NEWA will be featured at the American Phytopathological Society’s Annual Meeting next week, in Pasadena, California. The scientists attending this meeting study plant diseases and many conduct the type of plant disease epidemiology research used to create the IPM tools in NEWA – for apple scab, fire blight, grapevine powdery mildew, potato and tomato late blight, etc.

Carroll will be presenting a poster, titled NEWA: Delivering site-specific applications to farmers—a knowledge network via cloud integration of weather mesonets and proven predictive models authored by J Carroll, D Cooley, T Weigle, P Oudemans, J Clements, D Robinson, T Bradshaw, R Crassweller, K Peter, M Concklin and A DeGaetano.

NEWA, The Network for Environment & Weather Applications, transforms weather knowledge into tools for crop production and IPM.

Farmers share resources for weather data collection, analysis, distribution, and archiving through integration of networks via cloud computing. Forecasts push results out 5 days using the 5km resolution National Weather Service (NWS) National Digital Forecast Database (NDFD).

For weather data quality control (QC), the Northeast Regional Climate Center (NRCC) monitors each weather station’s data feed, sending alerts to station contacts when no data is received within the last 1, 7, 14 or 21 days and when precipitation is suspect.

Relative humidity (RH) & leaf wetness are woven together for greater coverage for plant disease tools across the NEWA region. Plant disease tools often use leaf wetness sensors—not available from NWS airport weather stations. We compared five models for estimating leaf wetness to leaf wetness sensor measurements. Best estimates have “fraction of correct estimates” closest to one; “correct success index” closest to one; “false alarm ratio” closest to zero. A “bias” measure < 1 is an underestimate and > 1 is an overestimate.

Highlighted dark blue are the best estimate scores, in brown the worst. The CART, Dew Point Depression, and Extended RH Threshold models consistently overestimated leaf wetness. The Fuzzy Logic performed satisfactorily for this group of stations, but generally underestimated leaf wetness, possibly due to assumptions made regarding the handling of net radiation and wind speed during the overnight hours. The Fuzzy Logic model obtained high Correct Estimate scores because it does a good job of predicting “Correct Negative” events. The RH ≥ 90% model gave the best estimate scores for all the comparison indices and was implemented in NEWA tools in 2012.

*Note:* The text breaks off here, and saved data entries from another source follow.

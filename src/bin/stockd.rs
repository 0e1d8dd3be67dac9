//! stockd — inventory counter server over an in-memory store.
//!
//! Listens on `STOCKCOUNT_ADDR` (default `0.0.0.0:3000`).

use std::sync::Arc;

use stockcount::service;

#[tokio::main]
async fn main() -> Result<(), std::io::Error> {
    tracing_subscriber::fmt::init();

    let addr =
        std::env::var("STOCKCOUNT_ADDR").unwrap_or_else(|_| "0.0.0.0:3000".to_string());
    let svc = Arc::new(service::in_memory());
    service::serve(svc, &addr).await
}
//! Context passed to operation handlers.
//!
//! Carries the raw request input, the caller identity, and a reference to
//! the counter store. Handlers access everything they need through the
//! context.

use serde_json::Value;

use crate::error::ServiceError;

use super::identity::Identity;

/// The context passed to every operation handler.
///
/// Generic over `S`, the counter store type, so handlers work against
/// whatever store implementation the service is configured with.
pub struct Context<'a, S> {
    /// The operation name being handled.
    operation: String,
    /// Raw JSON input from the request.
    input: Value,
    /// Caller identity variables.
    identity: Identity,
    /// Reference to the counter store.
    store: &'a S,
}

impl<'a, S> Context<'a, S> {
    pub(crate) fn new(operation: String, input: Value, identity: Identity, store: &'a S) -> Self {
        Self {
            operation,
            input,
            identity,
            store,
        }
    }

    /// Get the raw JSON input.
    pub fn raw_input(&self) -> &Value {
        &self.input
    }

    /// Get the operation name.
    pub fn operation(&self) -> &str {
        &self.operation
    }

    /// Get the caller identity.
    pub fn identity(&self) -> &Identity {
        &self.identity
    }

    /// Get the caller ID, or `Unauthorized` if the request carries none.
    pub fn caller(&self) -> Result<&str, ServiceError> {
        self.identity
            .caller_id()
            .ok_or_else(|| ServiceError::Unauthorized("missing caller identity".into()))
    }

    /// Get a reference to the counter store.
    pub fn store(&self) -> &S {
        self.store
    }
}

NEWA adjusts the airport weather station relative humidity (RH) values for agricultural applications. The NWS RH forecast values are also adjusted in the same way for all locations. The formula used for these adjustments is: adjusted RH = RH / (0.0047*RH + 0.53). For most of the range, they are very similar. A description is here.. If a simulation model for a particular application (e.g. the late blight tool, Simcast) uses a specific algorithm for RH, NEWA adopts that for running related IPM tools for consistency.

NEWA has positive impact on farm practices! NEWA’s impact was evaluated and reported in 2007 by The Survey Research Institute (SRI), Cornell University and again by NYSIPM in 2017. In 2017, NEWA users reported that they annually save an average of $4,329 in spray costs and snnually prevent an average of $33,048 in crop loss as a direct result of using NEWA pest forecast models.

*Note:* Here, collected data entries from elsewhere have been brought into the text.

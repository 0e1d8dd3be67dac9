//! Shared test doubles and helpers.

use std::sync::atomic::{AtomicUsize, Ordering};

use stockcount::service::Identity;
use stockcount::store::{CounterStore, MemoryStore, StoreError};
use stockcount::Precondition;

/// An identity with a caller ID, as the upstream authorizer would forward.
pub fn caller() -> Identity {
    let mut identity = Identity::new();
    identity.set("x-caller-id", "ops-team");
    identity
}

/// Wraps a `MemoryStore` and counts every store call.
#[derive(Default)]
pub struct CountingStore {
    inner: MemoryStore,
    calls: AtomicUsize,
}

impl CountingStore {
    pub fn new() -> Self {
        Self::default()
    }

    pub fn calls(&self) -> usize {
        self.calls.load(Ordering::SeqCst)
    }
}

impl CounterStore for CountingStore {
    fn update_counter(
        &self,
        key: &str,
        delta: i64,
        precondition: Option<Precondition>,
        return_new_value: bool,
    ) -> Result<Option<u64>, StoreError> {
        self.calls.fetch_add(1, Ordering::SeqCst);
        self.inner
            .update_counter(key, delta, precondition, return_new_value)
    }
}

/// A store whose backend is always down.
pub struct UnavailableStore;

impl CounterStore for UnavailableStore {
    fn update_counter(
        &self,
        _key: &str,
        _delta: i64,
        _precondition: Option<Precondition>,
        _return_new_value: bool,
    ) -> Result<Option<u64>, StoreError> {
        Err(StoreError::Unavailable("connection timed out".into()))
    }
}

Everyone agreed that NEWA enhances IPM decision-making for their crops. The only statement to which one respondent strongly disagreed was that NEWA pest forecasts alert me to the risk of pest damage: most likely because pest developmental models in 2007 only alerted to infection events that already occurred in the previous 12 to 24 hours. Today, NWS forecasts truly push risk alerts. Ten people disagreed with the statement that NEWA helps reduce the number of sprays, more than for any other statement: likely because during wet years pest models may call for more sprays to keep some fungal diseases under control.

Sharing information about NEWA with other scientists, will help us partner with other states’ weather networks so NEWA can continue to grow and to improve its delivery of user-friendly, weather-based tools to support agriculture.